* [What you are asked to do] Please copy each line below that contains the string "RiskAssessment".

* [Information shown]
--- START ---
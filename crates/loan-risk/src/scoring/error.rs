use super::applicant::ApplicantField;

/// Failures local to a single assessment call.
#[derive(Debug, Clone, PartialEq, thiserror::Error)]
pub enum AssessmentError {
    #[error("missing required field `{0}`")]
    MissingField(ApplicantField),
    #[error("field `{field}` must be a {expected}")]
    InvalidType {
        field: ApplicantField,
        expected: &'static str,
    },
    #[error("field `{field}` value {value} is outside its permitted range")]
    OutOfRange { field: ApplicantField, value: f64 },
    #[error("field `{field}` has category `{value}` that was not seen during training")]
    UnknownCategory {
        field: ApplicantField,
        value: String,
    },
    #[error("field `{0}` is zero so the ratio is undefined")]
    DivideByZeroRisk(ApplicantField),
}

impl AssessmentError {
    /// Applicant field the error refers to, for transport-level error payloads.
    pub fn field(&self) -> ApplicantField {
        match self {
            AssessmentError::MissingField(field)
            | AssessmentError::DivideByZeroRisk(field)
            | AssessmentError::InvalidType { field, .. }
            | AssessmentError::OutOfRange { field, .. }
            | AssessmentError::UnknownCategory { field, .. } => *field,
        }
    }
}

/// Failures of an offline training run. None of these touch the published snapshot.
#[derive(Debug, thiserror::Error)]
pub enum TrainingError {
    #[error("training dataset is empty")]
    EmptyDataset,
    #[error("training labels contain a single class; both defaulted and repaid loans are required")]
    SingleClass,
    #[error("row {row}: {source}")]
    InvalidRecord {
        row: usize,
        #[source]
        source: AssessmentError,
    },
    #[error("row {row}: unrecognised default label `{value}`")]
    InvalidLabel { row: usize, value: String },
    #[error("feature width {found} does not match expected width {expected}")]
    ShapeMismatch { expected: usize, found: usize },
    #[error("boosting parameter `{param}` has invalid value {value}")]
    InvalidParams { param: &'static str, value: f64 },
    #[error("a training run is already in progress")]
    InProgress,
    #[error("failed to read training data: {0}")]
    Io(#[from] std::io::Error),
    #[error("invalid training CSV: {0}")]
    Csv(#[from] csv::Error),
}
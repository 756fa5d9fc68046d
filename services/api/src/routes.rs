use crate::infra::AppState;
use axum::http::{header, StatusCode};
use axum::response::IntoResponse;
use axum::Extension;
use axum::Json;
use loan_risk::error::AppError;
use loan_risk::scoring::{SnapshotSummary, TrainingSet};
use loan_risk::workflows::loans::{loan_router, LoanApplicationService, LoanRepository};
use serde_json::json;
use std::sync::Arc;
use tracing::info;

pub(crate) fn with_loan_routes<R>(service: Arc<LoanApplicationService<R>>) -> axum::Router
where
    R: LoanRepository + 'static,
{
    loan_router(service)
        .route("/health", axum::routing::get(healthcheck))
        .route("/ready", axum::routing::get(readiness_endpoint))
        .route("/metrics", axum::routing::get(metrics_endpoint))
        .route("/api/v1/model", axum::routing::get(model_endpoint))
        .route(
            "/api/v1/model/retrain",
            axum::routing::post(retrain_endpoint),
        )
}

pub(crate) async fn healthcheck() -> Json<serde_json::Value> {
    Json(json!({ "status": "ok" }))
}

pub(crate) async fn readiness_endpoint(Extension(state): Extension<AppState>) -> impl IntoResponse {
    let ready = state.readiness.load(std::sync::atomic::Ordering::Relaxed);
    let status = if ready {
        StatusCode::OK
    } else {
        StatusCode::SERVICE_UNAVAILABLE
    };

    let payload = if ready {
        json!({ "status": "ready", "modelVersion": state.registry.current_version() })
    } else {
        json!({ "status": "initializing" })
    };

    (status, Json(payload))
}

pub(crate) async fn metrics_endpoint(Extension(state): Extension<AppState>) -> impl IntoResponse {
    (
        StatusCode::OK,
        [(header::CONTENT_TYPE, "text/plain; version=0.0.4")],
        state.metrics.render(),
    )
}

pub(crate) async fn model_endpoint(Extension(state): Extension<AppState>) -> Json<SnapshotSummary> {
    Json(state.registry.snapshot().summary())
}

/// Refit from the configured history off the async workers, then publish.
pub(crate) async fn retrain_endpoint(
    Extension(state): Extension<AppState>,
) -> Result<Json<SnapshotSummary>, AppError> {
    let registry = state.registry.clone();
    let source = state.training.clone();

    let published = tokio::task::spawn_blocking(move || {
        let dataset = TrainingSet::from_path(&source.path)?;
        registry.retrain(&dataset, &source.params)
    })
    .await
    .map_err(|err| AppError::Server(axum::Error::new(err)))??;

    info!(version = published.version(), "retrained model published");
    Ok(Json(published.summary()))
}

#[cfg(test)]
mod tests {
    use super::*;
    use crate::infra::{InMemoryLoanRepository, TrainingSource};
    use axum::body::Body;
    use axum::http::Request;
    use loan_risk::scoring::{EncodingStrictness, ModelRegistry, RiskEngine, TrainingParams};
    use metrics_exporter_prometheus::PrometheusBuilder;
    use std::path::PathBuf;
    use std::sync::atomic::{AtomicBool, Ordering};
    use tower::ServiceExt;

    const HISTORY: &str = concat!(env!("CARGO_MANIFEST_DIR"), "/../../data/loan_history.csv");

    fn quick_params() -> TrainingParams {
        let mut params = TrainingParams::default();
        params.boosting.n_estimators = 20;
        params
    }

    fn state(training_path: PathBuf) -> AppState {
        let dataset = TrainingSet::from_path(HISTORY).expect("history loads");
        let registry = ModelRegistry::bootstrap(&dataset, &quick_params()).expect("bootstrap trains");
        AppState {
            readiness: Arc::new(AtomicBool::new(false)),
            metrics: Arc::new(PrometheusBuilder::new().build_recorder().handle()),
            registry: Arc::new(registry),
            training: Arc::new(TrainingSource {
                path: training_path,
                params: quick_params(),
            }),
        }
    }

    fn app(state: AppState) -> axum::Router {
        let engine = Arc::new(RiskEngine::new(
            state.registry.clone(),
            EncodingStrictness::Strict,
        ));
        let service = Arc::new(LoanApplicationService::new(
            Arc::new(InMemoryLoanRepository::default()),
            engine,
        ));
        with_loan_routes(service).layer(Extension(state))
    }

    async fn read_json(response: axum::response::Response) -> serde_json::Value {
        let body = axum::body::to_bytes(response.into_body(), 64 * 1024)
            .await
            .expect("read body");
        serde_json::from_slice(&body).expect("json payload")
    }

    #[tokio::test]
    async fn readiness_reflects_startup_flag() {
        let state = state(PathBuf::from(HISTORY));
        let readiness = state.readiness.clone();
        let router = app(state);

        let response = router
            .clone()
            .oneshot(Request::get("/ready").body(Body::empty()).expect("request"))
            .await
            .expect("route executes");
        assert_eq!(response.status(), StatusCode::SERVICE_UNAVAILABLE);

        readiness.store(true, Ordering::Release);
        let response = router
            .oneshot(Request::get("/ready").body(Body::empty()).expect("request"))
            .await
            .expect("route executes");
        assert_eq!(response.status(), StatusCode::OK);
        assert_eq!(read_json(response).await["modelVersion"], json!(1));
    }

    #[tokio::test]
    async fn model_endpoint_describes_current_snapshot() {
        let router = app(state(PathBuf::from(HISTORY)));

        let response = router
            .oneshot(Request::get("/api/v1/model").body(Body::empty()).expect("request"))
            .await
            .expect("route executes");

        assert_eq!(response.status(), StatusCode::OK);
        let payload = read_json(response).await;
        assert_eq!(payload["version"], json!(1));
        assert_eq!(payload["treeCount"], json!(20));
        assert_eq!(payload["report"]["trainingRows"], json!(128));
        assert_eq!(payload["report"]["holdoutRows"], json!(32));
    }

    #[tokio::test]
    async fn retrain_publishes_next_version() {
        let state = state(PathBuf::from(HISTORY));
        let registry = state.registry.clone();
        let router = app(state);

        let response = router
            .oneshot(
                Request::post("/api/v1/model/retrain")
                    .body(Body::empty())
                    .expect("request"),
            )
            .await
            .expect("route executes");

        assert_eq!(response.status(), StatusCode::OK);
        assert_eq!(read_json(response).await["version"], json!(2));
        assert_eq!(registry.current_version(), 2);
    }

    #[tokio::test]
    async fn failed_retrain_keeps_serving_current_model() {
        let state = state(PathBuf::from("does/not/exist.csv"));
        let registry = state.registry.clone();
        let router = app(state);

        let response = router
            .oneshot(
                Request::post("/api/v1/model/retrain")
                    .body(Body::empty())
                    .expect("request"),
            )
            .await
            .expect("route executes");

        assert_eq!(response.status(), StatusCode::INTERNAL_SERVER_ERROR);
        assert_eq!(registry.current_version(), 1);
    }

    #[tokio::test]
    async fn healthcheck_reports_ok() {
        let Json(body) = healthcheck().await;
        assert_eq!(body, json!({ "status": "ok" }));
    }
}
use std::sync::atomic::{AtomicU64, Ordering};
use std::sync::Arc;

use chrono::Utc;
use serde_json::{Map, Value};
use tracing::{debug, info};

use super::domain::{LoanApplication, LoanId, LoanStatus, LoanSubmission, StatusUpdate};
use super::repository::{LoanRepository, RepositoryError};
use crate::scoring::{ApplicantRecord, AssessmentError, RiskAssessment, RiskEngine};

const STATUS_WRITE_ATTEMPTS: u32 = 3;

/// Service composing the risk engine with loan case storage.
pub struct LoanApplicationService<R> {
    repository: Arc<R>,
    engine: Arc<RiskEngine>,
    sequence: AtomicU64,
}

impl<R> LoanApplicationService<R>
where
    R: LoanRepository + 'static,
{
    pub fn new(repository: Arc<R>, engine: Arc<RiskEngine>) -> Self {
        Self {
            repository,
            engine,
            sequence: AtomicU64::new(1),
        }
    }

    pub fn engine(&self) -> &Arc<RiskEngine> {
        &self.engine
    }

    fn next_loan_id(&self) -> LoanId {
        let id = self.sequence.fetch_add(1, Ordering::Relaxed);
        LoanId(format!("LOAN-{id:06}"))
    }

    /// Score an applicant without opening a case.
    pub fn assess(&self, fields: &Map<String, Value>) -> Result<RiskAssessment, LoanServiceError> {
        Ok(self.engine.assess(fields)?)
    }

    /// Assess the applicant and store a new pending loan.
    pub fn submit(&self, submission: LoanSubmission) -> Result<LoanApplication, LoanServiceError> {
        let applicant = ApplicantRecord::from_fields(&submission.fields)?;
        let assessment = self.engine.assess_record(&applicant)?;
        let now = Utc::now();

        let loan = LoanApplication {
            loan_id: self.next_loan_id(),
            applicant_name: submission.applicant_name,
            applicant,
            assessment,
            status: LoanStatus::Pending,
            officer_notes: None,
            submitted_at: now,
            updated_at: now,
        };

        let stored = self.repository.insert(loan)?;
        info!(
            loan_id = %stored.loan_id,
            risk_score = stored.assessment.verdict.risk_score,
            "loan submitted"
        );
        Ok(stored)
    }

    pub fn get(&self, loan_id: &LoanId) -> Result<LoanApplication, LoanServiceError> {
        let loan = self
            .repository
            .fetch(loan_id)?
            .ok_or(RepositoryError::NotFound)?;
        Ok(loan)
    }

    /// Every loan, newest first.
    pub fn list(&self) -> Result<Vec<LoanApplication>, LoanServiceError> {
        let mut loans = self.repository.list()?;
        newest_first(&mut loans);
        Ok(loans)
    }

    pub fn pending(&self, limit: usize) -> Result<Vec<LoanApplication>, LoanServiceError> {
        let mut loans = self.repository.pending(limit)?;
        newest_first(&mut loans);
        loans.truncate(limit);
        Ok(loans)
    }

    /// Record an officer decision. Closed loans cannot change again; the write only lands if
    /// the status read here is still the stored one.
    pub fn update_status(
        &self,
        loan_id: &LoanId,
        update: StatusUpdate,
    ) -> Result<LoanApplication, LoanServiceError> {
        let mut attempt = 1;
        loop {
            let mut loan = self.get(loan_id)?;
            let previous = loan.status;
            if previous.is_terminal() {
                return Err(LoanServiceError::InvalidTransition {
                    from: previous,
                    to: update.status,
                });
            }

            loan.status = update.status;
            if update.officer_notes.is_some() {
                loan.officer_notes = update.officer_notes.clone();
            }
            loan.updated_at = Utc::now();

            match self.repository.update_if(previous, loan.clone()) {
                Ok(()) => {
                    info!(%loan_id, from = %previous, to = %loan.status, "loan status updated");
                    return Ok(loan);
                }
                Err(RepositoryError::StatusChanged { current })
                    if attempt < STATUS_WRITE_ATTEMPTS =>
                {
                    debug!(
                        %loan_id,
                        %current,
                        attempt,
                        "loan status moved underneath update, retrying"
                    );
                    attempt += 1;
                }
                Err(error) => return Err(error.into()),
            }
        }
    }
}

fn newest_first(loans: &mut [LoanApplication]) {
    loans.sort_by(|a, b| {
        b.submitted_at
            .cmp(&a.submitted_at)
            .then_with(|| b.loan_id.cmp(&a.loan_id))
    });
}

/// Error raised by the loan service.
#[derive(Debug, thiserror::Error)]
pub enum LoanServiceError {
    #[error(transparent)]
    Assessment(#[from] AssessmentError),
    #[error(transparent)]
    Repository(#[from] RepositoryError),
    #[error("loan is {from} and cannot move to {to}")]
    InvalidTransition { from: LoanStatus, to: LoanStatus },
}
--- END ---
* [Exercise output]
use crate::scoring::{ApplicantRecord, AssessmentError, RiskAssessment, RiskEngine};
    pub fn assess(&self, fields: &Map<String, Value>) -> Result<RiskAssessment, LoanServiceError> {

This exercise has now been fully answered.